Start of Block

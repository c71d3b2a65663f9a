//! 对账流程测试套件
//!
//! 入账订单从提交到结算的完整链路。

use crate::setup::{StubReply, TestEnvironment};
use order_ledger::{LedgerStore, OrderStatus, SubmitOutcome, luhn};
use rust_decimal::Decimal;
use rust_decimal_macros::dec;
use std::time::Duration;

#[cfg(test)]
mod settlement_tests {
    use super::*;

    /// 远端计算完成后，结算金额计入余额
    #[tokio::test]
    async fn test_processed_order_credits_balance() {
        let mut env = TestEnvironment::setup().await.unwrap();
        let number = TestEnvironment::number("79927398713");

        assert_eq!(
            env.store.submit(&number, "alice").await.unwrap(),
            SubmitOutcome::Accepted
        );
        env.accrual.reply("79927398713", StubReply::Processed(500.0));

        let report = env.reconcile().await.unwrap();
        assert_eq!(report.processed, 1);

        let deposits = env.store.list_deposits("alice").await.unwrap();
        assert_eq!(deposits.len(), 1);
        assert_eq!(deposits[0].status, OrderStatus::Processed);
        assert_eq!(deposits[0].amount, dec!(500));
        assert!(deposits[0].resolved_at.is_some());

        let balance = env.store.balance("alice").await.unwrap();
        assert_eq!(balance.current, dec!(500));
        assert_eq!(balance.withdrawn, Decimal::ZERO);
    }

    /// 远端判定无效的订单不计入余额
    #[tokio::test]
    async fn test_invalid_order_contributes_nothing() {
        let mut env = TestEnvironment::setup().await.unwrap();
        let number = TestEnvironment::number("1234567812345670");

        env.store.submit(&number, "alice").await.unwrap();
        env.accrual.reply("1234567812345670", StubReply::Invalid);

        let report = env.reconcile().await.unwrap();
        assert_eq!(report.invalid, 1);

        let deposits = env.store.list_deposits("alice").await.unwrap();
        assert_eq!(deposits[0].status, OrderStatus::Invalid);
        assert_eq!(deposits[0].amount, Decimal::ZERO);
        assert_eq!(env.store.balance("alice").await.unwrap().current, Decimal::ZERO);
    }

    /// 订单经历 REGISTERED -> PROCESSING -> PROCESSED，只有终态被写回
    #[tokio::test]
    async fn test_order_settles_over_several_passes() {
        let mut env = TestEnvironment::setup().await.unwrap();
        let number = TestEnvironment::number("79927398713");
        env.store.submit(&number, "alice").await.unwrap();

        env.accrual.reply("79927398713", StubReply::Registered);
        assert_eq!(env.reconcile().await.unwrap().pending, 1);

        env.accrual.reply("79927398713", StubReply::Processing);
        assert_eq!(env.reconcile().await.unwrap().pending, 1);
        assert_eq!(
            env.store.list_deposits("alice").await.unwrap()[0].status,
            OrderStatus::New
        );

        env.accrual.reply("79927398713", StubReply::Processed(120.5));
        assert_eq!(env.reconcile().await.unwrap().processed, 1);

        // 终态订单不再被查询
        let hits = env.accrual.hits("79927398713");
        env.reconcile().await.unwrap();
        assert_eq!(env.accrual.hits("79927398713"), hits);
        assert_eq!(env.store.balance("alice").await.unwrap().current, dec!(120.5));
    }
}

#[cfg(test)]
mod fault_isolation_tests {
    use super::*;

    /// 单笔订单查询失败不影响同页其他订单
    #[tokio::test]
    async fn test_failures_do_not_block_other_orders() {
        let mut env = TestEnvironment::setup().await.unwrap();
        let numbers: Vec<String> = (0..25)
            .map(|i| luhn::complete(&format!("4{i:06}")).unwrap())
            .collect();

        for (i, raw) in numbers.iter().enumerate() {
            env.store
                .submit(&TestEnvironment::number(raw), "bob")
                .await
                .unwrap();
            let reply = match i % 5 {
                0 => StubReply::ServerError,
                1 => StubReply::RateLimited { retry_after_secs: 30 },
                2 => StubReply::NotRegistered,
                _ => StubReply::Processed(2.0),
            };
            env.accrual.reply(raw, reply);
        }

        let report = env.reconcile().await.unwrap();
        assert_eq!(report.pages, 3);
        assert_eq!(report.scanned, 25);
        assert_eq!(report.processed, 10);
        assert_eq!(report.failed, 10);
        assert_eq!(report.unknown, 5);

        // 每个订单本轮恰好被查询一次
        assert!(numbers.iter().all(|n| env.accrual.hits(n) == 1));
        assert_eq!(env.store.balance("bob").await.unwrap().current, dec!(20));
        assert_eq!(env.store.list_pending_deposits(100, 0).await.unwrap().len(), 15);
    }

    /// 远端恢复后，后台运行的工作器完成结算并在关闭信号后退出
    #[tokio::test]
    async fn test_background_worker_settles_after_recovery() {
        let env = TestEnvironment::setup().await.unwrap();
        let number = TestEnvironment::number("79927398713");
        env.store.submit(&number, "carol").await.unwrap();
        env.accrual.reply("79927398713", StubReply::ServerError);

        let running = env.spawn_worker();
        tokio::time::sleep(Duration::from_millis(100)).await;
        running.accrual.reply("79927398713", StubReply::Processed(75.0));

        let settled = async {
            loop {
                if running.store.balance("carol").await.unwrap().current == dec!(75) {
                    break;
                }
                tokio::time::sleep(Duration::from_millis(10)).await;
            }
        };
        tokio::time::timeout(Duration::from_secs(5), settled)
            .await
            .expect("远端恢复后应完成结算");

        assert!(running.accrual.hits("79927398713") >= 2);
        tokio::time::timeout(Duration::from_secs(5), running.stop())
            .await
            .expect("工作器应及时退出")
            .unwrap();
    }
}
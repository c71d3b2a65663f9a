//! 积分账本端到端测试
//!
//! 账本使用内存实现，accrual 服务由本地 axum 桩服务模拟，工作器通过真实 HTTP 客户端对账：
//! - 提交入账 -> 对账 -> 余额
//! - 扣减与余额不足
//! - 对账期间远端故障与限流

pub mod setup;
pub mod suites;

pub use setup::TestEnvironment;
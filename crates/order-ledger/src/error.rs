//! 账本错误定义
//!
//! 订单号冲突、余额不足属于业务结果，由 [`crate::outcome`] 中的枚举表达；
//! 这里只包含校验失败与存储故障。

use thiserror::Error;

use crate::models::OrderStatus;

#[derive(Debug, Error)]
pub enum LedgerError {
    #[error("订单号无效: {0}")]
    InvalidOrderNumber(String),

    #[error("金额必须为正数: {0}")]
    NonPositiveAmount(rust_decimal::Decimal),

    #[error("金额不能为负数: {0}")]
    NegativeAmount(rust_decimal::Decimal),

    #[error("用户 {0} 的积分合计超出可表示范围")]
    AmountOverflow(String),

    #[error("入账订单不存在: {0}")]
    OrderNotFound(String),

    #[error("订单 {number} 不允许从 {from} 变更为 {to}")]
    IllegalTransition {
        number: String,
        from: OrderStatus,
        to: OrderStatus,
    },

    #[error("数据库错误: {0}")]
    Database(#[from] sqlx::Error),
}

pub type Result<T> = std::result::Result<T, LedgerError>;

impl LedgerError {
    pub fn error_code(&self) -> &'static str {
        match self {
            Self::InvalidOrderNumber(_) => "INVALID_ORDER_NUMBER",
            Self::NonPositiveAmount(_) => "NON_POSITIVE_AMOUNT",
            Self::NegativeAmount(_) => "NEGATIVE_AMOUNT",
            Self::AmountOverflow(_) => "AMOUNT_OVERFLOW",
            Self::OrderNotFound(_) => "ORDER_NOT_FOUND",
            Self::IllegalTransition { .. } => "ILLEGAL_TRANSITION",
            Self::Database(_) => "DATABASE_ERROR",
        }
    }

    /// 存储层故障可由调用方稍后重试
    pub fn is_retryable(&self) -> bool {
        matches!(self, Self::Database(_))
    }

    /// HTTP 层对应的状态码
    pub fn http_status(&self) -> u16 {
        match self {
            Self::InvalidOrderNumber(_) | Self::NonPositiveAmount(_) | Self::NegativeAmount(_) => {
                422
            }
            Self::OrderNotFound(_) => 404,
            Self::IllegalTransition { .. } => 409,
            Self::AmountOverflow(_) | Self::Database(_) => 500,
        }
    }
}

End of Block

• [Exercise directions]:
Note how many lines in the data above contain "Duration", then state that number alone.

• [Output for this task]:
5